Stored items:
+ + +

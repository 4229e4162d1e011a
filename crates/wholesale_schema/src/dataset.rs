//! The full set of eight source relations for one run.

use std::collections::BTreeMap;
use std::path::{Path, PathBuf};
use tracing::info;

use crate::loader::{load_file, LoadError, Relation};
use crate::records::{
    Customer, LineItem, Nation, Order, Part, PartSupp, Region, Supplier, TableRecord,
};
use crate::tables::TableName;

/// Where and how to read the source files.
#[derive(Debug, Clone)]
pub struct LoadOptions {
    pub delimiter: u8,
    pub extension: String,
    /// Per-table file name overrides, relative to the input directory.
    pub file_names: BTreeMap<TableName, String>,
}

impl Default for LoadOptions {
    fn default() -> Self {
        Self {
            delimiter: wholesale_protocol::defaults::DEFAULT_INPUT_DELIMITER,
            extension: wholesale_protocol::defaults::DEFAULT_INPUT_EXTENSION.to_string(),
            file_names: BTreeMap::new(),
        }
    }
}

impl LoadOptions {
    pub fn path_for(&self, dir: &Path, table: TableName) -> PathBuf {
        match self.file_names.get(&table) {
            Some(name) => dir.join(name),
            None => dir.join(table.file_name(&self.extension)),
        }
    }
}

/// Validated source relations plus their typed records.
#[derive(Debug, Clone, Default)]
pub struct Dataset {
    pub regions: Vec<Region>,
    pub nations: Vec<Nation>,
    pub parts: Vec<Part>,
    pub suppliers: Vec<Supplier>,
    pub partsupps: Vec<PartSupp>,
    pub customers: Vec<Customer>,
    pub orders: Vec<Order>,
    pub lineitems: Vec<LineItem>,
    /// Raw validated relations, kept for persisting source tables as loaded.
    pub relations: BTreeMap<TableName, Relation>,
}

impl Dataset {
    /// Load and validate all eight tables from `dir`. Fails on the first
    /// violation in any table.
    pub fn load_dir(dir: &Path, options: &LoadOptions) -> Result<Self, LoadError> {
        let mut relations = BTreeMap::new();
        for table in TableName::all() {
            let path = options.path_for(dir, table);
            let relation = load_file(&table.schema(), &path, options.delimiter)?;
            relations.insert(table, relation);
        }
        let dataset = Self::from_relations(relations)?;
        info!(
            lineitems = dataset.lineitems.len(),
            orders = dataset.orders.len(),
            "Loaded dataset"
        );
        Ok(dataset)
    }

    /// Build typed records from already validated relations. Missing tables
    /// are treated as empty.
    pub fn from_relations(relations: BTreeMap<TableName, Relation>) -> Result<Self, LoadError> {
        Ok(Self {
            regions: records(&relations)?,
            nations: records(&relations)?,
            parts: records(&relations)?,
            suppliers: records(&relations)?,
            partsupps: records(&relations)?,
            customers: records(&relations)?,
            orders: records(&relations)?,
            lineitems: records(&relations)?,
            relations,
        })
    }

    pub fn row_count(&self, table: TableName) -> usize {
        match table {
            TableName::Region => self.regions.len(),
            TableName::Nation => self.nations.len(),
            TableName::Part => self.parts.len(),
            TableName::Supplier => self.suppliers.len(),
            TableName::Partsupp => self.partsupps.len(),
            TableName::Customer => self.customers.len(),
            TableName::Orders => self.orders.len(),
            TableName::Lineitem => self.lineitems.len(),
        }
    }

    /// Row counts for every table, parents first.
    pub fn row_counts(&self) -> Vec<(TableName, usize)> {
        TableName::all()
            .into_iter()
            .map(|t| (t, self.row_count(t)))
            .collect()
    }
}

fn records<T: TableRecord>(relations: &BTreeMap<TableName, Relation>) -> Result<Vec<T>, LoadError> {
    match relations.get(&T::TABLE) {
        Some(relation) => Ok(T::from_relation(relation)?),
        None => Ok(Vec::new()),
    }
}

+ + +

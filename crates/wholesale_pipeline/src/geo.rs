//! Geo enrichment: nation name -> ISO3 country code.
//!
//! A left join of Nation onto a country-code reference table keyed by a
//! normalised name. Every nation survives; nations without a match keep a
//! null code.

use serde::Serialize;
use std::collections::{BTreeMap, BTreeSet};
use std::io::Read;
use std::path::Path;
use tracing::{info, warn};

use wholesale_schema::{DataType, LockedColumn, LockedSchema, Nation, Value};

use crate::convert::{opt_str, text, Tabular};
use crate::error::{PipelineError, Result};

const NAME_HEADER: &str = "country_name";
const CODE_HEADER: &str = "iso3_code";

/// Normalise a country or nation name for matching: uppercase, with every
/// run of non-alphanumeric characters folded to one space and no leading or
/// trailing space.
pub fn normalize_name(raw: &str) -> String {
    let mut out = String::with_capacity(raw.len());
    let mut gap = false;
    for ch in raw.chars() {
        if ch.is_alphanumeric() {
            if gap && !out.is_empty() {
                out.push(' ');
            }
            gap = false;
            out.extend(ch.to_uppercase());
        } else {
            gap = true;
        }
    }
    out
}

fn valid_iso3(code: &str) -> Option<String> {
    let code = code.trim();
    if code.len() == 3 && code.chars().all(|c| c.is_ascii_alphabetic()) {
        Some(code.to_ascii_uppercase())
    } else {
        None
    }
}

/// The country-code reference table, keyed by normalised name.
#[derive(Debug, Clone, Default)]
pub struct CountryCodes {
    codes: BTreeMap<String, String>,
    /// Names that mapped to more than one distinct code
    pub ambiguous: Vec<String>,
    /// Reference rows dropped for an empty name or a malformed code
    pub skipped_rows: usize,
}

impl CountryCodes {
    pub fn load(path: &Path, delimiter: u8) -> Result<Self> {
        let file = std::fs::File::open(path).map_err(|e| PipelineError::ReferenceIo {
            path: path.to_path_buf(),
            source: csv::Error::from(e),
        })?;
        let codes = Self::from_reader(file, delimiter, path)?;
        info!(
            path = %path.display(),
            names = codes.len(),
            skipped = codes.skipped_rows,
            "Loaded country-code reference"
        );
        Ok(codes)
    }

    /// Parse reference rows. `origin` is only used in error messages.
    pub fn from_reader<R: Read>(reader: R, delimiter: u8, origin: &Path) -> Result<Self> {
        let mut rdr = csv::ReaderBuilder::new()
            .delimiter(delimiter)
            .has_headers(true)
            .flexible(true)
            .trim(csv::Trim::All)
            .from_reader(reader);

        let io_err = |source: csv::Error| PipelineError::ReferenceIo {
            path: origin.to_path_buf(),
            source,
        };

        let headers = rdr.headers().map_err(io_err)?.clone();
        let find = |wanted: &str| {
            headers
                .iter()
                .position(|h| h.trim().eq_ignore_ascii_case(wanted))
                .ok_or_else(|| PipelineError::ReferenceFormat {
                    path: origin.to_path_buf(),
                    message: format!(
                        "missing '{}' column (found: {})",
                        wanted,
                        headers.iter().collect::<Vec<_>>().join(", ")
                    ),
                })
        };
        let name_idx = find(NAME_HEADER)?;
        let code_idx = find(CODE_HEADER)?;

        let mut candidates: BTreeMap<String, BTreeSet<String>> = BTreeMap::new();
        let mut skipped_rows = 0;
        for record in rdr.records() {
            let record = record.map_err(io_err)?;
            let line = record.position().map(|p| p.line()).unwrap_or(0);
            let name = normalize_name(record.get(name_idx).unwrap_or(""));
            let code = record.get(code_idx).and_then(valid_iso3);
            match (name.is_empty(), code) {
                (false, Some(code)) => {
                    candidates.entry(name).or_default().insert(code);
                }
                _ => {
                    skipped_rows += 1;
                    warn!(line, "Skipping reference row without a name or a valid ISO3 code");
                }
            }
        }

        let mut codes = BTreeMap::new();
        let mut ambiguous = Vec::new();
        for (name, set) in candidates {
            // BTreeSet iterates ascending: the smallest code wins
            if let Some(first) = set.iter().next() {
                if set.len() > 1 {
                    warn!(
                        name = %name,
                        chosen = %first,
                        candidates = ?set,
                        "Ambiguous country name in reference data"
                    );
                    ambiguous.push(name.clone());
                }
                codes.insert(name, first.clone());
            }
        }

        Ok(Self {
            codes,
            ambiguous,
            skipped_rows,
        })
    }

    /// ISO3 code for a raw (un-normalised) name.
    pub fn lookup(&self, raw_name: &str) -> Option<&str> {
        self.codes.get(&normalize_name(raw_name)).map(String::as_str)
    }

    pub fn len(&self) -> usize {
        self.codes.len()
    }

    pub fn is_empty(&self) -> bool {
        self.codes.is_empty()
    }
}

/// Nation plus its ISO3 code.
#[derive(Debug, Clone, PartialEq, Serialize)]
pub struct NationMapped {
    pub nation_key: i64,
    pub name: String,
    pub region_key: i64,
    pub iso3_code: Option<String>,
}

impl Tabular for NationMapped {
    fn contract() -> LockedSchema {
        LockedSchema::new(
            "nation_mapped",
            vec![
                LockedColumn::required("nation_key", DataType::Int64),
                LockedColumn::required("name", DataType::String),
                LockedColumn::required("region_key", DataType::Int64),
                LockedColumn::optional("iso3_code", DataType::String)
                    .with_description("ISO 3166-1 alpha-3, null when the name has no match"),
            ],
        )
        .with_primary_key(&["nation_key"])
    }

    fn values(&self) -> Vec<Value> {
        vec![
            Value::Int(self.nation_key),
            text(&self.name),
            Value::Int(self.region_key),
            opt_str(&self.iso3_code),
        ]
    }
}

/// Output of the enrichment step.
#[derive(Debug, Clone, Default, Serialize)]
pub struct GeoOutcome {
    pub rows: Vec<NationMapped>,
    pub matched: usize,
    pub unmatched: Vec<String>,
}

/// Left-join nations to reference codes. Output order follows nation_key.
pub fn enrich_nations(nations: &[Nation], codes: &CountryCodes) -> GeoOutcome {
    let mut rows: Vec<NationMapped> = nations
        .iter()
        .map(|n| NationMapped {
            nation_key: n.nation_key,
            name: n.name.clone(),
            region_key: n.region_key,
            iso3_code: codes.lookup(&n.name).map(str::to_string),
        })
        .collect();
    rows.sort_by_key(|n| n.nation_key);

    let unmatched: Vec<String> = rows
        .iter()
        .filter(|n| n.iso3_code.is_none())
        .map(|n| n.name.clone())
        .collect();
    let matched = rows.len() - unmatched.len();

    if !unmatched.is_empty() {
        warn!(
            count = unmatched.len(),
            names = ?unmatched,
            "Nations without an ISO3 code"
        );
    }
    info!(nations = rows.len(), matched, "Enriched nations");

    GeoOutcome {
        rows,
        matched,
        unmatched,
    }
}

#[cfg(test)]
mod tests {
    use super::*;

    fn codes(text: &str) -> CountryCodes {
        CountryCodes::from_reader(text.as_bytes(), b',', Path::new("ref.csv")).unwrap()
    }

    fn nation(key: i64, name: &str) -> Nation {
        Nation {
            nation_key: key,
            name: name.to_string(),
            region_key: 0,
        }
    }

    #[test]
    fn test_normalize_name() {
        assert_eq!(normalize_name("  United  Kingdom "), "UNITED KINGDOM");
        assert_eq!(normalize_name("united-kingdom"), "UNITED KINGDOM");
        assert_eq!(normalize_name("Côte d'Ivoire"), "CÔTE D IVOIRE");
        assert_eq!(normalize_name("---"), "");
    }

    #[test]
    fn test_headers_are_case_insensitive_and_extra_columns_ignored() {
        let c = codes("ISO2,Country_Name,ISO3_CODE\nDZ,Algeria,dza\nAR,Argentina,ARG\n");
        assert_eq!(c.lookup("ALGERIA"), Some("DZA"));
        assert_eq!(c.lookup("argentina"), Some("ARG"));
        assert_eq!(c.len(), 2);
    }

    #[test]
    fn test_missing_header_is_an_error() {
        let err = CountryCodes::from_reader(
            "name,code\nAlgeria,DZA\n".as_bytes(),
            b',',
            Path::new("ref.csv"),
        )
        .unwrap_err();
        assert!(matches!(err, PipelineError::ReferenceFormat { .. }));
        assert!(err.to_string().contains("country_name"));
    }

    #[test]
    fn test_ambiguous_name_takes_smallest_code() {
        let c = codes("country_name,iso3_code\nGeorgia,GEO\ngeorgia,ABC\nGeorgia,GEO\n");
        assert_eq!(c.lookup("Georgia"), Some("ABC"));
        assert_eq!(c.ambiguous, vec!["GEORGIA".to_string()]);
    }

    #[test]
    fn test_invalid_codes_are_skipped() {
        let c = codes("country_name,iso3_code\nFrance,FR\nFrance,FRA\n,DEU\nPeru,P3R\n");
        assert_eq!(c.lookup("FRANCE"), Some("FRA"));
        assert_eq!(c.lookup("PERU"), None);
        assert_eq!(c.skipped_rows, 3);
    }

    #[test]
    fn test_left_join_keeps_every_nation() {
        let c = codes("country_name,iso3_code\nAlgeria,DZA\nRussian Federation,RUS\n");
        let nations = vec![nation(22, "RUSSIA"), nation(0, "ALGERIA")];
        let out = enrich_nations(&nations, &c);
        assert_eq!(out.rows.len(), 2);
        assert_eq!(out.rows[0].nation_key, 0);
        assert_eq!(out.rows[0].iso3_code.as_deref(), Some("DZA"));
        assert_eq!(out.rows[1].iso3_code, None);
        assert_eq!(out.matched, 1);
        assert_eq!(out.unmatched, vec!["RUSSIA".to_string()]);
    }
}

+ + +

WHAT YOU SHOULD DO: Your answer should consist only of the number of lines in the entries above that include "chars".

EXERCISE SOLUTION: 2